Foto: Marcelo Camargo/Agência Brasil
O ministro Dias Toffoli, do Supremo Tribunal Federal (STF), afirmou que o relatório final apresentado pela Comissão Parlamentar de Inquérito (CPI) do Crime Organizado é "aventureiro" e foi feito com o objetivo de "obter votos". Ele ainda sugeriu que o senador Alessandro Vieira (MDB), relator do caso, deveria ser declarado inelegível por ter pedido o indiciamento de três magistrados da Corte.
Além de Toffoli, os ministros Gilmar Mendes e Alexandre de Moraes, e o procurador-geral da República, Paulo Gonet foram citados no relatório de 221 páginas, apresentado na terça-feira (14), pede indiciamento apenas dessas quatro autoridades. O documento passou por votação e foi rejeitado por seis votos a quatro.

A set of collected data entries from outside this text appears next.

//! config-info command - Show the effective configuration

use std::path::Path;

use bulkup_core::{Config, StoreSettings};
use clap::Args;
use comfy_table::presets::UTF8_FULL_CONDENSED;
use comfy_table::{ContentArrangement, Table};
use serde::Serialize;

use super::{StoreArgs, TuningArgs, load_config};
use crate::exit_code::ExitCode;
use crate::output::{Formatter, OutputConfig, format_size};

/// Show the effective configuration
#[derive(Args, Debug, Default)]
pub struct ConfigInfoArgs {
    #[command(flatten)]
    pub store: StoreArgs,

    #[command(flatten)]
    pub tuning: TuningArgs,
}

#[derive(Debug, Serialize)]
struct ConfigInfoOutput<'a> {
    config_file: String,
    config_file_exists: bool,
    #[serde(flatten)]
    config: &'a Config,
    secret_key_set: bool,
    valid: bool,
    #[serde(skip_serializing_if = "Option::is_none")]
    validation_error: Option<String>,
}

/// Execute the config-info command
pub fn execute(args: ConfigInfoArgs, config_path: Option<&Path>, output_config: OutputConfig) -> ExitCode {
    let formatter = Formatter::new(output_config);

    let (config, manager) = match load_config(config_path, &args.store, &args.tuning) {
        Ok(loaded) => loaded,
        Err(e) => {
            formatter.error(&format!("{e:#}"));
            return ExitCode::UsageError;
        }
    };
    let validation_error = config.validate().err().map(|e| e.to_string());

    if formatter.is_json() {
        formatter.json(&ConfigInfoOutput {
            config_file: manager.path().display().to_string(),
            config_file_exists: manager.path().exists(),
            config: &config,
            secret_key_set: !config.store.secret_key.is_empty(),
            valid: validation_error.is_none(),
            validation_error,
        });
        return ExitCode::Success;
    }

    let source = if manager.path().exists() {
        manager.path().display().to_string()
    } else {
        format!("{} (not found, using defaults)", manager.path().display())
    };
    formatter.println(&format!("{} {source}", formatter.style_label("Config file:")));
    formatter.println(&build_table(&config).to_string());

    match validation_error {
        None => formatter.success("Configuration is valid"),
        Some(e) => formatter.warning(&e),
    }
    ExitCode::Success
}

fn build_table(config: &Config) -> Table {
    let upload = &config.upload;
    let store = &config.store;

    let mut table = Table::new();
    table
        .load_preset(UTF8_FULL_CONDENSED)
        .set_content_arrangement(ContentArrangement::Dynamic)
        .set_header(vec!["Setting", "Value"]);

    let rows: Vec<(&str, String)> = vec![
        ("Endpoint", or_unset(&store.endpoint)),
        ("Bucket", or_unset(&store.bucket)),
        ("Region", store.region.clone()),
        ("Bucket lookup", store.bucket_lookup.clone()),
        ("Access key", mask_access_key(store)),
        ("Secret key", secret_state(store).to_string()),
        ("Max workers", upload.max_workers.to_string()),
        ("Max retries", upload.max_retries.to_string()),
        (
            "Retry delay",
            format!("{}ms base, {}ms max", upload.base_delay_ms, upload.max_delay_ms),
        ),
        ("Chunk size", format_size(upload.chunk_size as u64)),
        (
            "Max file size",
            upload
                .max_file_size
                .map(format_size)
                .unwrap_or_else(|| "unlimited".to_string()),
        ),
        ("Include patterns", join_or(&upload.include, "(all files)")),
        ("Exclude patterns", join_or(&upload.exclude, "(none)")),
        (
            "Verify integrity",
            if upload.verify_integrity { "yes" } else { "no" }.to_string(),
        ),
    ];
    for (key, value) in rows {
        table.add_row(vec![key.to_string(), value]);
    }
    table
}

fn or_unset(value: &str) -> String {
    if value.is_empty() {
        "(not set)".to_string()
    } else {
        value.to_string()
    }
}

fn join_or(patterns: &[String], empty: &str) -> String {
    if patterns.is_empty() {
        empty.to_string()
    } else {
        patterns.join(", ")
    }
}

/// Show only enough of the access key to recognize it
fn mask_access_key(store: &StoreSettings) -> String {
    let key = &store.access_key;
    if key.is_empty() {
        return "(not set)".to_string();
    }
    let visible: String = key.chars().take(4).collect();
    format!("{visible}****")
}

fn secret_state(store: &StoreSettings) -> &'static str {
    if store.secret_key.is_empty() {
        "(not set)"
    } else {
        "****"
    }
}
//! bulkup-s3: S3 SDK adapter for bulkup
//!
//! This crate implements the `ObjectStore` trait from bulkup-core on top of
//! aws-sdk-s3, targeting AWS S3 and S3-compatible services.

mod client;

pub use client::{S3Store, classify_status};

O ministro chamou o documento de "excrescência", "sem base jurídica, sem base em verdade factual". “Nós não podemos deixar de nos furtar a cassar eleitoralmente aqueles que abusaram, atacando as instituições para obter voto e conspurcar o voto do eleitor. Porque é disso que se trata quando surge um relatório aventureiro desse. É tentativa de obter votos, e esse voto é um voto conspurcado, porque ele é antidemocrático, é anti Estado Democrático de Direito. É um voto corrupto. Essas pessoas não merecem a dignidade de ter a possibilidade de ser elegível”, afirmou.